# Linus Torvalds about Gnome 3



## bes (Aug 3, 2011)

> While you are at it, could you also fork gnome, and support a gnome-2 environment?
> I want my sane interfaces back. I have yet to meet anybody who likes the unholy mess that is gnome-3.





> it's not that I have rendering problems with gnome3 (although I do have those too), it's that the user experience of Gnome3 even without rendering problems is unacceptable.
> 
> Why can't I have shortcuts on my desktop? Why can't I have the expose functionality? Wobbly windows? Why does anybody sane think that it's a good idea to have that "go to the crazy 'activities'" menu mode?
> 
> ...


https://plus.google.com/106327083461132854143/posts/SbnL3KaVRtM


----------



## UNIXgod (Aug 3, 2011)

There are some old posts where he rips gnome into pieces. 

http://slashdot.org/story/05/12/13/1340215/Torvalds-Says-Use-KDE

http://www.linux.com/archive/articles/114231


----------



## SirDice (Aug 3, 2011)

I haven't looked at Gnome 3 yet, mainly because it's not in the ports :e

But, seeing what direction Gnome is currently moving I have started building everything _without_ Gnome support. No gvfs, no gconf. And I'm quite sure I'm not the only one dropping Gnome. I just hope XFCE doesn't start going the same way.


----------



## vermaden (Aug 3, 2011)

The GNOME 3 'do everything thru activities is a crap' is obvious thing, but if Linus says that, it sounds more important.


----------



## olav (Aug 3, 2011)

Now I use Ubuntu as my main desktop OS and I really dislike both Unity and Gnome3.
So I'm still using Gnome2. However I just had a look on KDE 4.6, it's a lot better now than when KDE 4 was new. But it feels a bit jerky on my 6 years old laptop.


----------



## vermaden (Aug 3, 2011)

@olav

1. try KDE 4.7 which has even more BUG fixes and improvements
2. disable all graphical effects of KWIN
3. try latest PC-BSD 9.0 beta


----------



## sossego (Aug 3, 2011)

https://bugzilla.gnome.org/show_bug.cgi?id=648430

There won't be any full/complete Gnome3 port for any BSD release until the Gnome developers decide to use Free/Open/Net as a development platform.


----------



## SirDice (Aug 3, 2011)

sossego said:
			
		

> https://bugzilla.gnome.org/show_bug.cgi?id=648430


That only deals with NetworkManager? Which has never worked on FreeBSD, even with the older Gnome versions.


----------



## sossego (Aug 3, 2011)

https://bugzilla.gnome.org/show_bug.cgi?id=648393

And Gnome Shell doesn't build properly for PowerPC.

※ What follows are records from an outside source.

//! Defines traits and implementations for external lending-market data providers.

use crate::asset::asset_icon;
use crate::asset::fallback_assets;
use crate::asset::AssetRecord;
use crate::usd_price::format_rate;
use crate::usd_price::UsdPrice;
use serde::Deserialize;
use serde::Serialize;
use thiserror::Error;

/// An error that can occur while fetching or decoding market data.
#[derive(Error, Debug)]
pub enum MarketDataError {
    #[error("market request failed: {0}")]
    Http(#[from] reqwest::Error),
    #[error("malformed market document: {0}")]
    Parse(#[from] serde_json::Error),
    #[error("market document lists no reserves")]
    NoReserves,
    #[error("reserve {symbol}: field `{field}` is not a usable number")]
    InvalidNumber { symbol: String, field: &'static str },
}

/// A trait for any service that can provide the lending-market asset list.
pub trait MarketDataProvider {
    /// Fetches the latest asset records.
    async fn get_assets(&self) -> Result<Vec<AssetRecord>, MarketDataError>;
}

/// Where the assets of a [`MarketSnapshot`] came from.
#[derive(Debug, Clone, PartialEq, Eq, Serialize, Deserialize, strum::EnumIs)]
pub enum MarketSource {
    Live,
    /// The fixed fallback set, with the reason live data was not used.
    Fallback { reason: String },
}

/// The asset list the lending page renders.
#[derive(Debug, Clone, PartialEq, Eq, Serialize, Deserialize)]
pub struct MarketSnapshot {
    pub assets: Vec<AssetRecord>,
    pub source: MarketSource,
}

impl MarketSnapshot {
    pub fn live(assets: Vec<AssetRecord>) -> Self {
        Self {
            assets,
            source: MarketSource::Live,
        }
    }

    pub fn fallback(reason: impl Into<String>) -> Self {
        Self {
            assets: fallback_assets(),
            source: MarketSource::Fallback {
                reason: reason.into(),
            },
        }
    }
}

/// Asks `provider` for assets, substituting the fallback set on any failure.
///
/// Never fails; callers inspect [`MarketSnapshot::source`] to decide whether to
/// log the fallback.
pub async fn market_snapshot<P: MarketDataProvider>(provider: &P) -> MarketSnapshot {
    match provider.get_assets().await {
        Ok(assets) => MarketSnapshot::live(assets),
        Err(e) => MarketSnapshot::fallback(e.to_string()),
    }
}

/// A JSON value the market API sends either as a number or as a numeric string.
#[derive(Deserialize, Debug, Clone)]
#[serde(untagged)]
enum Numeric {
    Number(f64),
    Text(String),
}

impl Numeric {
    fn as_f64(&self) -> Option<f64> {
        match self {
            Numeric::Number(n) => Some(*n),
            Numeric::Text(s) => s.trim().parse().ok(),
        }
    }

    fn into_display(self) -> String {
        match self {
            Numeric::Number(n) => n.to_string(),
            Numeric::Text(s) => s,
        }
    }
}

/// Provides market data from the public Solend API.
pub mod solend {
    use super::*;

    /// The structure of the JSON document served by Solend's market endpoint.
    #[derive(Deserialize, Debug)]
    struct MarketResponse {
        reserves: Vec<Reserve>,
    }

    #[derive(Deserialize, Debug)]
    #[serde(rename_all = "camelCase")]
    struct Reserve {
        asset: ReserveAsset,
        rates: ReserveRates,
        total_supply: Option<Numeric>,
        total_borrow: Option<Numeric>,
        utilization_rate: Option<Numeric>,
    }

    #[derive(Deserialize, Debug)]
    #[serde(rename_all = "camelCase")]
    struct ReserveAsset {
        symbol: String,
        name: String,
        price: Numeric,
        mint_address: Option<String>,
    }

    #[derive(Deserialize, Debug)]
    #[serde(rename_all = "camelCase")]
    struct ReserveRates {
        supply_interest: Numeric,
        borrow_interest: Numeric,
    }

    impl Reserve {
        fn into_record(self) -> Result<AssetRecord, MarketDataError> {
            let symbol = self.asset.symbol;
            let number = |value: &Numeric, field: &'static str| {
                value.as_f64().ok_or_else(|| MarketDataError::InvalidNumber {
                    symbol: symbol.clone(),
                    field,
                })
            };

            let price = UsdPrice::from_float(number(&self.asset.price, "price")?).ok_or_else(|| {
                MarketDataError::InvalidNumber {
                    symbol: symbol.clone(),
                    field: "price",
                }
            })?;
            let supply = number(&self.rates.supply_interest, "supplyInterest")?;
            let borrow = number(&self.rates.borrow_interest, "borrowInterest")?;
            let utilization = match &self.utilization_rate {
                Some(value) => Some(format_rate(number(value, "utilizationRate")?)),
                None => None,
            };

            Ok(AssetRecord {
                icon: asset_icon(&symbol).to_string(),
                name: self.asset.name,
                supply_apy: format_rate(supply),
                borrow_apy: format_rate(borrow),
                price: price.to_string(),
                mint_address: self.asset.mint_address,
                total_supply: self.total_supply.map(Numeric::into_display),
                total_borrow: self.total_borrow.map(Numeric::into_display),
                utilization_rate: utilization,
                symbol,
            })
        }
    }

    /// Decodes a market document into display records.
    pub fn parse_market(json: &str) -> Result<Vec<AssetRecord>, MarketDataError> {
        let response: MarketResponse = serde_json::from_str(json)?;
        if response.reserves.is_empty() {
            return Err(MarketDataError::NoReserves);
        }
        response
            .reserves
            .into_iter()
            .map(Reserve::into_record)
            .collect()
    }

    /// An implementation of the `MarketDataProvider` trait for Solend.
    pub struct Solend {
        url: String,
    }

    impl Solend {
        pub fn new(url: impl Into<String>) -> Self {
            Self { url: url.into() }
        }
    }

    impl MarketDataProvider for Solend {
        async fn get_assets(&self) -> Result<Vec<AssetRecord>, MarketDataError> {
            let client = reqwest::Client::new();
            let body = client
                .get(&self.url)
                .send()
                .await?
                .error_for_status()?
                .text()
                .await?;

            parse_market(&body)
        }
    }
}

#[cfg(test)]
mod tests {
    use super::solend::parse_market;
    use super::*;

    const SAMPLE: &str = r#"{
        "reserves": [
            {
                "asset": { "symbol": "SOL", "name": "Solana", "price": 24.5, "mintAddress": "So11111111111111111111111111111111111111112" },
                "rates": { "supplyInterest": 0.042, "borrowInterest": "0.068" },
                "totalSupply": "1200345.5",
                "totalBorrow": 800000,
                "utilizationRate": 0.6664
            },
            {
                "asset": { "symbol": "BONK", "name": "Bonk", "price": "0.00002" },
                "rates": { "supplyInterest": "0.1", "borrowInterest": 0.2 }
            }
        ]
    }"#;

    #[test]
    fn parses_reserves_into_records() {
        let assets = parse_market(SAMPLE).unwrap();
        assert_eq!(assets.len(), 2);

        let sol = &assets[0];
        assert_eq!(sol.symbol, "SOL");
        assert_eq!(sol.icon, "◎");
        assert_eq!(sol.price, "$24.50");
        assert_eq!(sol.supply_apy, "4.20%");
        assert_eq!(sol.borrow_apy, "6.80%");
        assert_eq!(sol.total_supply.as_deref(), Some("1200345.5"));
        assert_eq!(sol.total_borrow.as_deref(), Some("800000"));
        assert_eq!(sol.utilization_rate.as_deref(), Some("66.64%"));

        let bonk = &assets[1];
        assert_eq!(bonk.icon, "●");
        assert_eq!(bonk.price, "$0.0000");
        assert!(bonk.mint_address.is_none());
        assert!(bonk.utilization_rate.is_none());
    }

    #[test]
    fn missing_reserves_is_a_parse_error() {
        let err = parse_market(r#"{ "markets": [] }"#).unwrap_err();
        assert!(matches!(err, MarketDataError::Parse(_)));
    }

    #[test]
    fn empty_reserves_is_rejected() {
        let err = parse_market(r#"{ "reserves": [] }"#).unwrap_err();
        assert!(matches!(err, MarketDataError::NoReserves));
    }

    #[test]
    fn non_numeric_price_names_the_field() {
        let json = r#"{ "reserves": [ {
            "asset": { "symbol": "SOL", "name": "Solana", "price": "n/a" },
            "rates": { "supplyInterest": 0.1, "borrowInterest": 0.2 }
        } ] }"#;
        match parse_market(json).unwrap_err() {
            MarketDataError::InvalidNumber { symbol, field } => {
                assert_eq!(symbol, "SOL");
                assert_eq!(field, "price");
            }
            other => panic!("unexpected error: {other}"),
        }
    }

    #[test]
    fn absurd_price_is_rejected() {
        for price in ["1e15", "-3", "\"NaN\""] {
            let json = format!(
                r#"{{ "reserves": [ {{
                    "asset": {{ "symbol": "SOL", "name": "Solana", "price": {price} }},
                    "rates": {{ "supplyInterest": 0.1, "borrowInterest": 0.2 }}
                }} ] }}"#
            );
            assert!(
                matches!(
                    parse_market(&json),
                    Err(MarketDataError::InvalidNumber { field: "price", .. })
                ),
                "price {price} accepted"
            );
        }
    }

    #[tokio::test]
    async fn absurd_price_falls_back_to_fixed_set() {
        struct Huge;

        impl MarketDataProvider for Huge {
            async fn get_assets(&self) -> Result<Vec<AssetRecord>, MarketDataError> {
                parse_market(
                    r#"{ "reserves": [ {
                        "asset": { "symbol": "SOL", "name": "Solana", "price": 1e15 },
                        "rates": { "supplyInterest": 0.1, "borrowInterest": 0.2 }
                    } ] }"#,
                )
            }
        }

        let snapshot = market_snapshot(&Huge).await;
        assert!(snapshot.source.is_fallback());
        assert_eq!(snapshot.assets, fallback_assets());
    }

    struct Canned(&'static str);

    impl MarketDataProvider for Canned {
        async fn get_assets(&self) -> Result<Vec<AssetRecord>, MarketDataError> {
            parse_market(self.0)
        }
    }

    #[tokio::test]
    async fn malformed_document_falls_back_to_fixed_set() {
        let snapshot = market_snapshot(&Canned("{}")).await;
        assert!(snapshot.source.is_fallback());
        assert_eq!(snapshot.assets, fallback_assets());
    }

    #[tokio::test]
    async fn invalid_json_falls_back_to_fixed_set() {
        let snapshot = market_snapshot(&Canned("<html>502</html>")).await;
        assert_eq!(snapshot.assets, fallback_assets());
    }

    #[tokio::test]
    async fn good_document_is_live() {
        let snapshot = market_snapshot(&Canned(SAMPLE)).await;
        assert!(snapshot.source.is_live());
        assert_eq!(snapshot.assets.len(), 2);
    }
}
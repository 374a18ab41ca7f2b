//! The wallet session: the connected address and the connect/disconnect toggle.

use api::prefs::site_prefs::SiteConfig;

use super::provider::WalletError;
use super::provider::WalletProvider;
use crate::feedback::Notice;

/// Shown in place of an address that is missing or too short to abbreviate.
pub const ADDRESS_PLACEHOLDER: &str = "N/A";

/// Label of a wallet button while disconnected.
pub const LOGIN_LABEL: &str = "Login";

/// Style tag applied to wallet buttons while connected.
pub const CONNECTED_STYLE: &str = "connected";

/// Abbreviates an address to its first and last four characters.
pub fn truncate(address: Option<&str>) -> String {
    let Some(address) = address else {
        return ADDRESS_PLACEHOLDER.to_string();
    };
    let chars: Vec<char> = address.chars().collect();
    if chars.len() < 8 {
        return ADDRESS_PLACEHOLDER.to_string();
    }

    let head: String = chars[..4].iter().collect();
    let tail: String = chars[chars.len() - 4..].iter().collect();
    format!("{head}...{tail}")
}

/// What every wallet button shows.
#[derive(Clone, Debug, PartialEq, Eq)]
pub struct WalletDisplay {
    pub label: String,
    pub style: Option<&'static str>,
}

/// Advice given when no wallet provider is installed.
#[derive(Clone, Copy, Debug, PartialEq, Eq)]
pub enum Guidance {
    /// Narrow viewport: probably a phone, where wallets ship an in-app browser.
    OpenInWalletBrowser,
    /// Wide viewport: probably a desktop browser without the extension.
    InstallExtension,
}

impl Guidance {
    pub fn for_viewport(width: Option<f64>, config: &SiteConfig) -> Self {
        match width {
            Some(width) if config.is_mobile_width(width) => Guidance::OpenInWalletBrowser,
            _ => Guidance::InstallExtension,
        }
    }

    pub fn message(&self) -> &'static str {
        match self {
            Guidance::OpenInWalletBrowser => {
                "No wallet found. Open this site inside your wallet app's browser (Phantom, Solflare or Backpack) to connect."
            }
            Guidance::InstallExtension => {
                "No wallet found. Install the Phantom, Solflare or Backpack browser extension, then reload this page."
            }
        }
    }
}

/// The result of one press of a wallet button.
#[derive(Clone, Debug, PartialEq, Eq)]
pub enum ConnectOutcome {
    Connected(String),
    Disconnected,
    Guided(Guidance),
    Failed(WalletError),
}

impl ConnectOutcome {
    /// The advisory to show the visitor, if any.
    pub fn notice(&self) -> Option<Notice> {
        match self {
            ConnectOutcome::Connected(_) | ConnectOutcome::Disconnected => None,
            ConnectOutcome::Guided(guidance) => Some(Notice::info(guidance.message())),
            ConnectOutcome::Failed(_) => Some(Notice::error(
                "Failed to connect wallet. Approve the request in your wallet and try again.",
            )),
        }
    }
}

/// The visitor's wallet connection. Lives only as long as the page.
#[derive(Clone, Debug, Default, PartialEq, Eq)]
pub struct WalletSession {
    address: Option<String>,
}

impl WalletSession {
    pub fn address(&self) -> Option<&str> {
        self.address.as_deref()
    }

    pub fn is_connected(&self) -> bool {
        self.address.is_some()
    }

    pub fn adopt(&mut self, address: String) {
        self.address = Some(address);
    }

    pub fn clear(&mut self) {
        self.address = None;
    }

    /// Label and style for the wallet buttons.
    pub fn display(&self) -> WalletDisplay {
        match self.address() {
            None => WalletDisplay {
                label: LOGIN_LABEL.to_string(),
                style: None,
            },
            Some(address) => WalletDisplay {
                label: truncate(Some(address)),
                style: Some(CONNECTED_STYLE),
            },
        }
    }

    /// Applies the outcome of a toggle. Failures leave the session untouched.
    pub fn apply(&mut self, outcome: &ConnectOutcome) {
        match outcome {
            ConnectOutcome::Connected(address) => self.adopt(address.clone()),
            ConnectOutcome::Disconnected => self.clear(),
            ConnectOutcome::Guided(_) | ConnectOutcome::Failed(_) => {}
        }
    }
}

/// Works out what a press of a wallet button does for `session`.
///
/// Connected sessions disconnect at once without waiting on the provider;
/// the caller tells the provider afterwards with [`release`]. Otherwise the
/// provider is asked to connect, or the visitor is guided to install one. The
/// session itself is not touched; the caller applies the returned outcome.
pub async fn toggle<P: WalletProvider>(
    session: &WalletSession,
    provider: Option<&P>,
    viewport_width: Option<f64>,
    config: &SiteConfig,
) -> ConnectOutcome {
    if session.is_connected() {
        return ConnectOutcome::Disconnected;
    }

    let Some(provider) = provider else {
        return ConnectOutcome::Guided(Guidance::for_viewport(viewport_width, config));
    };

    match provider.connect().await {
        Ok(address) => ConnectOutcome::Connected(address),
        Err(e) => ConnectOutcome::Failed(e),
    }
}

/// Tells the provider the site disconnected. Best effort: failures are logged.
pub async fn release<P: WalletProvider>(provider: &P) {
    if let Err(e) = provider.disconnect().await {
        dioxus_logger::tracing::debug!("provider disconnect failed: {}", e);
    }
}

/// The address of an already-authorized provider, adopted on startup.
pub fn existing_connection<P: WalletProvider>(provider: Option<&P>) -> Option<String> {
    let provider = provider?;
    if !provider.is_connected() {
        return None;
    }
    provider.public_key()
}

SirDice, you should bother reading through the bugzilla, the Gnome mailing lists, and the FreeBSD Gnome mailing lists.

NetworkManager has become more of an embedded part of Gnome3. There is no --without-netorkmanager option when building Gnome 3 from ports. If you bothered to Download and try building Gnome from source, you would understand how much work had to be put into the project.

I understand that you mean well with your reply; but, it would be best if you became more involved with the different parts of the FreeBSD project- KDE, Gnome, PowerPC, SPARC64, Mozilla- to have an actual idea of the status of each.


----------



## saxon3049 (Aug 3, 2011)

I don't know what the Gnome Devs are smoking but I sure as hell don't want any.

I think the approach they are taking to the UI is ass backward and will cause more problems for them in the long run unless they nip it in the bud now, I have not personally used it in a long time on any box I own but I have numerous friends who use it and I can't get along with it, KDE has been my go to for work stations for a long time and if your like me and help lots of recovering windows users they make the transition much easer than the ones who use Gnome.


----------



## UNIXgod (Aug 3, 2011)

KDE is nice. Though I prefer a minimal user experience I always kept it around. kpdf is great( which is now okular). compiz works well with it which is a plus if that's your thing.

There was some bias after the license change and creation of kde4 as it didn't really become usable until 4.3 or 4.4. They seem interested in user experience and having a usable system for a wide audience( i.e. programmers, admins and regular users)

I have it on my laptop currently which I use here and there and enables my girlfriend and/or parents to use on the occasion they just need to look something up on the net.

Between the gnome devs announcing that they want to be _"linux only"_ while admitting a diatribe on BSD I'm surprised there hasn't been a fork announced.


----------



## saxon3049 (Aug 4, 2011)

Well if you fork you still have to deal with the direction the original took, for a time at least and to be honest unless there is somthing I am missing I don't think the BSD community is intrested in seeing it forked for BSD use.


----------



## sossego (Aug 4, 2011)

UNIXgod said:
			
		

> Between the gnome devs announcing that they want to be _"linux only"_ while admitting a diatribe on BSD I'm surprised there hasn't been a fork announced.


http://www.omgubuntu.co.uk/2011/05/gnome-to-drop-support-for-bsd-solaris-unix

http://mail.gnome.org/archives/desktop-devel-list/2011-May/msg00427.html

I was bored and decided to cite sources for a random post.
Poettering is full of shit.


----------



## nekoexmachina (Aug 10, 2011)

while Im still stick to KDE3.
Only thing I probably will migrate some time will be xmonad or ion3 plus some of kde3 apps


----------